The situation has become so critical that the state governor, Eruviel Ávila, took the unprecedented decision on Thursday to put 11 municipalities on special alert, to force local agencies to act swiftly to try and stop the growing number of femicides.
In 2010, it was estimated that every 20 hours a woman was killed in Ciudad Juárez
A similar initiative was put into action in the northern border city of Ciudad Juárez after a rash of murders and disappearances of women began taking place. In 2010, it was estimated that every 20 hours a woman was killed in Ciudad Juárez, which is located along the border with Texas.
Six women are killed each day in Mexico, according to the observatory. In a two-year period, from 2012 to 2013, a total of 3,892 women died in violent crimes, and between 2005 and 2010, more than 500 murder cases in which women were victims went unsolved.
In 2010, civic and pro-women’s rights organizations demanded for the first time that the Mexican government take action against femicide.
Last year, the government initiated an investigation after a court ruled in favor of a group of associations that filed a complaint. The results of the inquiry are expected to be released later this year.

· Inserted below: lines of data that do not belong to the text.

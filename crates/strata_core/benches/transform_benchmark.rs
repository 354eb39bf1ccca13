//! # Transform Benchmark
//!
//! Propagation cost for wide and deep hierarchies.
//!
//! Run with: `cargo bench --package strata_core --bench transform_benchmark`

#![allow(missing_docs)]

use criterion::{black_box, criterion_group, criterion_main, Criterion};
use strata_core::ecs::EntityId;
use strata_core::transform::{Quat, Transform, Vec3};
use strata_core::{World, WorldConfig};

fn world_with_nodes(count: usize) -> (World, Vec<EntityId>) {
    let mut world = World::new(WorldConfig {
        builtin_systems: false,
        ..WorldConfig::default()
    });
    let ids = (0..count)
        .map(|i| {
            let id = world.spawn().unwrap();
            let transform = Transform::from_translation(Vec3::new(1.0, 0.0, 0.0))
                .with_rotation(Quat::from_rotation_y(i as f32 * 0.01));
            world.insert(id, transform).unwrap();
            id
        })
        .collect();
    (world, ids)
}

/// One root with 10k direct children.
fn bench_wide(c: &mut Criterion) {
    let (mut world, ids) = world_with_nodes(10_001);
    for &child in &ids[1..] {
        world.set_parent(child, Some(ids[0])).unwrap();
    }
    world.propagate_transforms();

    c.bench_function("propagate_wide_root_dirty", |b| {
        b.iter(|| {
            world.get_mut::<Transform>(ids[0]).unwrap().translate(Vec3::Y);
            black_box(world.propagate_transforms())
        });
    });
}

/// A chain 1k deep, dirtied at the top.
fn bench_deep(c: &mut Criterion) {
    let (mut world, ids) = world_with_nodes(1_000);
    for pair in ids.windows(2) {
        world.set_parent(pair[1], Some(pair[0])).unwrap();
    }
    world.propagate_transforms();

    c.bench_function("propagate_deep_chain", |b| {
        b.iter(|| {
            world.get_mut::<Transform>(ids[0]).unwrap().rotate(Quat::from_rotation_y(0.01));
            black_box(world.propagate_transforms())
        });
    });
}

/// 10k roots, nothing dirty.
fn bench_clean(c: &mut Criterion) {
    let (mut world, _) = world_with_nodes(10_000);
    world.propagate_transforms();

    c.bench_function("propagate_clean_10k", |b| {
        b.iter(|| black_box(world.propagate_transforms()));
    });
}

criterion_group!(benches, bench_wide, bench_deep, bench_clean);
criterion_main!(benches);
//! # Identity Pool
//!
//! Issues and recycles entity identifiers.
//!
//! - Released indices are reused LIFO, so recently freed slots stay warm
//!   and the generation table grows only when the free list is empty.
//! - The generation of a slot is bumped on **release**, so every id issued
//!   before the release is dead for good.
//! - A slot whose generation would wrap is retired instead of recycled.
//!
//! The pool is shared (`Arc<IdentityPool>`) between the world and every
//! [`CommandSender`](super::CommandSender), so acquire/release are guarded
//! by a single mutex.

use parking_lot::Mutex;

use super::entity::EntityId;
use crate::error::{EcsError, EcsResult};

/// Mutable pool state, guarded by the pool mutex.
#[derive(Debug)]
struct PoolState {
    /// Current generation of every slot ever handed out.
    generations: Vec<u32>,
    /// Whether the slot is currently issued.
    live: Vec<bool>,
    /// Released indices, popped from the back (LIFO).
    free: Vec<u32>,
    /// Slots that can never be reissued.
    retired: usize,
}

/// Thread-safe generational id allocator.
///
/// # Example
///
/// ```rust
/// use strata_core::ecs::IdentityPool;
///
/// let pool = IdentityPool::new(16, 1024);
/// let a = pool.acquire();
/// assert!(pool.is_current(a));
///
/// pool.release(a).unwrap();
/// assert!(!pool.is_current(a));
///
/// let b = pool.acquire();
/// assert_eq!(a.index(), b.index());
/// assert!(!pool.is_current(a));
/// ```
#[derive(Debug)]
pub struct IdentityPool {
    state: Mutex<PoolState>,
    max_entities: usize,
}

impl IdentityPool {
    /// Creates a pool with `initial_capacity` reserved slots and a hard
    /// limit of `max_entities` distinct indices.
    ///
    /// # Panics
    ///
    /// Panics if `max_entities` is zero.
    #[must_use]
    pub fn new(initial_capacity: usize, max_entities: usize) -> Self {
        assert!(max_entities > 0, "max_entities must be greater than zero");
        let max_entities = max_entities.min(EntityId::MAX_INDEX as usize + 1);
        let reserve = initial_capacity.min(max_entities);

        Self {
            state: Mutex::new(PoolState {
                generations: Vec::with_capacity(reserve),
                live: Vec::with_capacity(reserve),
                free: Vec::with_capacity(reserve / 4),
                retired: 0,
            }),
            max_entities,
        }
    }

    /// Hard limit on distinct indices.
    #[inline]
    #[must_use]
    pub const fn max_entities(&self) -> usize {
        self.max_entities
    }

    /// Acquires a fresh identifier.
    ///
    /// # Panics
    ///
    /// Panics when every addressable index is in use. Running out of
    /// identity space is unrecoverable for the world.
    #[must_use]
    pub fn acquire(&self) -> EntityId {
        match self.try_acquire() {
            Ok(id) => id,
            Err(err) => {
                tracing::error!(%err, "identity pool exhausted");
                panic!("{err}");
            }
        }
    }

    /// Acquires a fresh identifier, reporting exhaustion as an error.
    ///
    /// # Errors
    ///
    /// Returns [`EcsError::CapacityExhausted`] when no index is free and the
    /// pool has reached `max_entities`.
    pub fn try_acquire(&self) -> EcsResult<EntityId> {
        let mut state = self.state.lock();

        if let Some(index) = state.free.pop() {
            let slot = index as usize;
            state.live[slot] = true;
            return Ok(EntityId::new(index, state.generations[slot]));
        }

        let next = state.generations.len();
        if next >= self.max_entities {
            return Err(EcsError::CapacityExhausted {
                resource: "entity index",
                limit: self.max_entities,
            });
        }

        state.generations.push(0);
        state.live.push(true);
        Ok(EntityId::new(next as u32, 0))
    }

    /// Releases an identifier, invalidating it and every copy of it.
    ///
    /// # Errors
    ///
    /// Returns [`EcsError::InvalidEntity`] if the id is null, out of range,
    /// or no longer current.
    pub fn release(&self, id: EntityId) -> EcsResult<()> {
        let mut state = self.state.lock();
        let slot = id.slot();

        let current = !id.is_null()
            && state.live.get(slot).copied().unwrap_or(false)
            && state.generations[slot] == id.generation();
        if !current {
            return Err(EcsError::InvalidEntity(id));
        }

        state.live[slot] = false;
        if id.generation() == u32::MAX {
            // Wrapping would re-validate id.generation() == 0.
            state.retired += 1;
            tracing::debug!(entity = %id, "retiring exhausted slot");
        } else {
            state.generations[slot] = id.generation() + 1;
            state.free.push(id.index());
        }
        Ok(())
    }

    /// Checks whether `id` is the live identifier for its index.
    #[must_use]
    pub fn is_current(&self, id: EntityId) -> bool {
        if id.is_null() {
            return false;
        }
        let state = self.state.lock();
        let slot = id.slot();
        state.live.get(slot).copied().unwrap_or(false) && state.generations[slot] == id.generation()
    }

    /// Current generation of a slot, or `None` if the index was never issued.
    #[must_use]
    pub fn current_generation(&self, index: u32) -> Option<u32> {
        self.state.lock().generations.get(index as usize).copied()
    }

    /// Number of identifiers currently issued.
    #[must_use]
    pub fn live_count(&self) -> usize {
        let state = self.state.lock();
        state.generations.len() - state.free.len() - state.retired
    }

    /// Number of released indices waiting for reuse.
    #[must_use]
    pub fn free_count(&self) -> usize {
        self.state.lock().free.len()
    }

    /// Number of slots ever allocated (live, free, or retired).
    #[must_use]
    pub fn capacity(&self) -> usize {
        self.state.lock().generations.len()
    }
}

#[cfg(test)]
mod tests {
    use super::*;
    use std::collections::HashSet;
    use std::sync::Arc;
    use std::thread;

    #[test]
    fn test_acquire_allocates_sequentially() {
        let pool = IdentityPool::new(4, 100);
        let a = pool.acquire();
        let b = pool.acquire();
        assert_eq!((a.index(), a.generation()), (0, 0));
        assert_eq!((b.index(), b.generation()), (1, 0));
        assert_eq!(pool.live_count(), 2);
    }

    #[test]
    fn test_release_invalidates_forever() {
        let pool = IdentityPool::new(4, 100);
        let old = pool.acquire();
        pool.release(old).unwrap();
        assert!(!pool.is_current(old));

        let reused = pool.acquire();
        assert_eq!(reused.index(), old.index());
        assert_eq!(reused.generation(), old.generation() + 1);
        assert!(pool.is_current(reused));
        assert!(!pool.is_current(old));
    }

    #[test]
    fn test_lifo_reuse() {
        let pool = IdentityPool::new(4, 100);
        let ids: Vec<_> = (0..3).map(|_| pool.acquire()).collect();
        pool.release(ids[0]).unwrap();
        pool.release(ids[2]).unwrap();

        assert_eq!(pool.acquire().index(), 2);
        assert_eq!(pool.acquire().index(), 0);
        assert_eq!(pool.acquire().index(), 3);
    }

    #[test]
    fn test_double_release_rejected() {
        let pool = IdentityPool::new(4, 100);
        let id = pool.acquire();
        pool.release(id).unwrap();
        assert_eq!(pool.release(id), Err(EcsError::InvalidEntity(id)));
        assert_eq!(pool.free_count(), 1);
    }

    #[test]
    fn test_out_of_range_and_null() {
        let pool = IdentityPool::new(4, 100);
        assert!(!pool.is_current(EntityId::new(50, 0)));
        assert!(!pool.is_current(EntityId::NULL));
        assert!(pool.release(EntityId::new(50, 0)).is_err());
    }

    #[test]
    fn test_exhaustion() {
        let pool = IdentityPool::new(2, 2);
        let _a = pool.acquire();
        let b = pool.acquire();
        assert!(matches!(
            pool.try_acquire(),
            Err(EcsError::CapacityExhausted { limit: 2, .. })
        ));

        pool.release(b).unwrap();
        assert!(pool.try_acquire().is_ok());
    }

    #[test]
    #[should_panic(expected = "capacity exhausted")]
    fn test_acquire_panics_when_exhausted() {
        let pool = IdentityPool::new(1, 1);
        let _a = pool.acquire();
        let _b = pool.acquire();
    }

    #[test]
    fn test_exhausted_generation_retires_slot() {
        let pool = IdentityPool::new(4, 100);
        let worn = pool.acquire();
        let other = pool.acquire();
        pool.state.lock().generations[worn.slot()] = u32::MAX;
        let worn = EntityId::new(worn.index(), u32::MAX);
        assert!(pool.is_current(worn));

        pool.release(worn).unwrap();
        assert!(!pool.is_current(worn));
        assert!(!pool.is_current(EntityId::new(worn.index(), 0)));
        assert_eq!(pool.free_count(), 0);
        assert_eq!(pool.live_count(), 1);

        let next = pool.acquire();
        assert_ne!(next.index(), worn.index());
        assert_eq!(next.index(), 2);
        assert_eq!(pool.live_count(), 2);
        assert_eq!(pool.release(worn), Err(EcsError::InvalidEntity(worn)));

        pool.release(other).unwrap();
        assert_eq!(pool.acquire().index(), other.index());
        assert_eq!(pool.capacity(), 3);
    }

    #[test]
    fn test_concurrent_acquire_release() {
        let pool = Arc::new(IdentityPool::new(64, 100_000));
        let handles: Vec<_> = (0..8)
            .map(|_| {
                let pool = Arc::clone(&pool);
                thread::spawn(move || {
                    let mut kept = Vec::new();
                    for i in 0..1_000 {
                        let id = pool.acquire();
                        if i % 2 == 0 {
                            pool.release(id).unwrap();
                        } else {
                            kept.push(id);
                        }
                    }
                    kept
                })
            })
            .collect();

        let mut all = HashSet::new();
        for handle in handles {
            for id in handle.join().unwrap() {
                assert!(pool.is_current(id));
                assert!(all.insert(id.index()), "index issued twice");
            }
        }
        assert_eq!(pool.live_count(), 8 * 500);
    }
}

In this context, Governor Ávila said that “the alert will allow us to strengthen public policy in favor of women and obtain additional resources” to be used in fighting femicide.

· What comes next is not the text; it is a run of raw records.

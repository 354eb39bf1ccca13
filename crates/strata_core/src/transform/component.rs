//! The transform component.
//!
//! Hierarchy links are identifiers into the same transform storage, which
//! makes the storage an arena and the links its "pointers". Links are only
//! changed by [`TransformGraph`](super::TransformGraph).

use super::math::{Quat, Trs, Vec3};
use crate::ecs::{Component, EntityId};

/// Local and cached world TRS plus hierarchy links.
///
/// The cached world TRS is only meaningful while [`is_dirty`](Self::is_dirty)
/// is false. Every local setter marks the transform dirty.
#[derive(Clone, Debug, PartialEq)]
pub struct Transform {
    local: Trs,
    world: Trs,
    dirty: bool,
    pub(crate) parent: Option<EntityId>,
    pub(crate) first_child: Option<EntityId>,
    pub(crate) next_sibling: Option<EntityId>,
    pub(crate) prev_sibling: Option<EntityId>,
}

impl Default for Transform {
    fn default() -> Self {
        Self::from_trs(Trs::IDENTITY)
    }
}

impl Component for Transform {}

impl Transform {
    /// Creates an unparented transform from a local TRS.
    #[must_use]
    pub const fn from_trs(local: Trs) -> Self {
        Self {
            local,
            world: local,
            dirty: true,
            parent: None,
            first_child: None,
            next_sibling: None,
            prev_sibling: None,
        }
    }

    /// Creates an unparented transform at `translation`.
    #[must_use]
    pub const fn from_translation(translation: Vec3) -> Self {
        Self::from_trs(Trs::from_translation(translation))
    }

    /// Builder: sets the local rotation.
    #[must_use]
    pub fn with_rotation(mut self, rotation: Quat) -> Self {
        self.set_rotation(rotation);
        self
    }

    /// Builder: sets the local scale.
    #[must_use]
    pub fn with_scale(mut self, scale: Vec3) -> Self {
        self.set_scale(scale);
        self
    }

    /// Local TRS.
    #[must_use]
    pub const fn local(&self) -> &Trs {
        &self.local
    }

    /// Replaces the local TRS.
    pub fn set_local(&mut self, local: Trs) {
        self.local = local;
        self.mark_dirty();
    }

    /// Local position.
    #[must_use]
    pub const fn translation(&self) -> Vec3 {
        self.local.translation
    }

    /// Sets the local position.
    pub fn set_translation(&mut self, translation: Vec3) {
        self.local.translation = translation;
        self.mark_dirty();
    }

    /// Moves the local position by `delta`.
    pub fn translate(&mut self, delta: Vec3) {
        self.local.translation += delta;
        self.mark_dirty();
    }

    /// Local rotation.
    #[must_use]
    pub const fn rotation(&self) -> Quat {
        self.local.rotation
    }

    /// Sets the local rotation.
    pub fn set_rotation(&mut self, rotation: Quat) {
        self.local.rotation = rotation;
        self.mark_dirty();
    }

    /// Applies `delta` after the current local rotation.
    pub fn rotate(&mut self, delta: Quat) {
        self.local.rotation = (delta * self.local.rotation).normalize();
        self.mark_dirty();
    }

    /// Local scale.
    #[must_use]
    pub const fn scale(&self) -> Vec3 {
        self.local.scale
    }

    /// Sets the local scale.
    pub fn set_scale(&mut self, scale: Vec3) {
        self.local.scale = scale;
        self.mark_dirty();
    }

    /// Cached world TRS. Stale while dirty.
    #[must_use]
    pub const fn world(&self) -> &Trs {
        &self.world
    }

    /// Cached world position.
    #[must_use]
    pub const fn world_translation(&self) -> Vec3 {
        self.world.translation
    }

    /// Whether the cached world TRS needs recomputing.
    #[must_use]
    pub const fn is_dirty(&self) -> bool {
        self.dirty
    }

    /// Flags the cached world TRS as stale.
    pub fn mark_dirty(&mut self) {
        self.dirty = true;
    }

    /// Recomputes the world TRS from the parent's world TRS (`None` for a
    /// root) and clears the dirty flag.
    pub fn recompute(&mut self, parent_world: Option<&Trs>) {
        self.world = match parent_world {
            Some(parent) => parent.compose(&self.local),
            None => self.local,
        };
        self.dirty = false;
    }

    /// Parent in the hierarchy.
    #[must_use]
    pub const fn parent(&self) -> Option<EntityId> {
        self.parent
    }

    /// First child in the hierarchy.
    #[must_use]
    pub const fn first_child(&self) -> Option<EntityId> {
        self.first_child
    }

    /// Next sibling under the same parent.
    #[must_use]
    pub const fn next_sibling(&self) -> Option<EntityId> {
        self.next_sibling
    }

    /// Previous sibling under the same parent.
    #[must_use]
    pub const fn prev_sibling(&self) -> Option<EntityId> {
        self.prev_sibling
    }

    /// Whether this node has no parent.
    #[must_use]
    pub const fn is_root(&self) -> bool {
        self.parent.is_none()
    }

    /// Copies the hierarchy links of `other`, keeping this node's TRS.
    pub(crate) fn adopt_links(&mut self, other: &Self) {
        self.parent = other.parent;
        self.first_child = other.first_child;
        self.next_sibling = other.next_sibling;
        self.prev_sibling = other.prev_sibling;
    }

    /// Drops every hierarchy link.
    pub(crate) fn clear_links(&mut self) {
        self.parent = None;
        self.first_child = None;
        self.next_sibling = None;
        self.prev_sibling = None;
    }
}

#[cfg(test)]
mod tests {
    use super::*;

    #[test]
    fn test_setters_mark_dirty() {
        let mut t = Transform::default();
        t.recompute(None);
        assert!(!t.is_dirty());

        t.set_translation(Vec3::X);
        assert!(t.is_dirty());
        t.recompute(None);
        t.set_scale(Vec3::splat(2.0));
        assert!(t.is_dirty());
    }

    #[test]
    fn test_root_world_equals_local() {
        let mut t = Transform::from_translation(Vec3::new(1.0, 2.0, 3.0));
        t.recompute(None);
        assert_eq!(t.world(), t.local());
    }

    #[test]
    fn test_recompute_is_idempotent() {
        let parent = Trs::new(
            Vec3::new(3.0, -1.0, 0.5),
            Quat::from_rotation_y(0.7),
            Vec3::new(1.0, 2.0, 0.5),
        );
        let mut t = Transform::from_translation(Vec3::new(0.25, 4.0, -2.0))
            .with_rotation(Quat::from_rotation_z(1.1));
        t.recompute(Some(&parent));
        let first = bytemuck::bytes_of(t.world()).to_vec();
        t.recompute(Some(&parent));
        assert_eq!(bytemuck::bytes_of(t.world()), first.as_slice());
    }
}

Welcoming Ávila’s initiative, the OCNF said such a move could lead to better investigations into these crimes as well as making the State of Mexico an example for the rest of the country.
All of Mexico’s states – with the exception of Chihuahua, where Ciudad Juárez is located – list femicide as a crime. However, the OCNF said that there are still legal stumbling blocks in 17 states that make it “difficult or impossible” to categorize these types of crimes. And in those states where femicide is distinguished from other murders, investigations and prosecutions are not carried out in an effective manner.
“There are difficulties when it comes to defining what is a femicide. Discriminatory prejudices against women exist,” says María de la Luz Estrada, the OCNF coordinator.
“When we counted more than 400 cases of underage girls who disappeared in Mexico state last year, the prosecutor’s response was that many of them leave their homes to go live with their boyfriends,” she explains.
Of the 3,892 murder cases involving females that took place between 2012 and 2013, 613 were investigated and only 1.6 percent ended in a prison term for the perpetrators.
Of the 3,892 female murder cases between 2012 and 2013, only 613 were investigated
Under the General Law to Guarantee a Life without Violence for Women, all states in Mexico are obliged to have protocols, experts and rules for prosecuting such crimes. But only seven – Colima, Federal District, Jalisco, Morelos, Oaxaca, Sinaloa and Veracruz – have drafted and introduced such regulations.
In Mexico state, the alerts have been issued in municipalities with the highest populations and where organized crime groups are most active.
“Some women take La Bestia train [a dangerous route used by Central American migrants to reach the United States], and we have found there a lot of dead women migrants who end up in mass graves,” Estrada explained. “Sometimes we don’t find an entire body – just an arm.”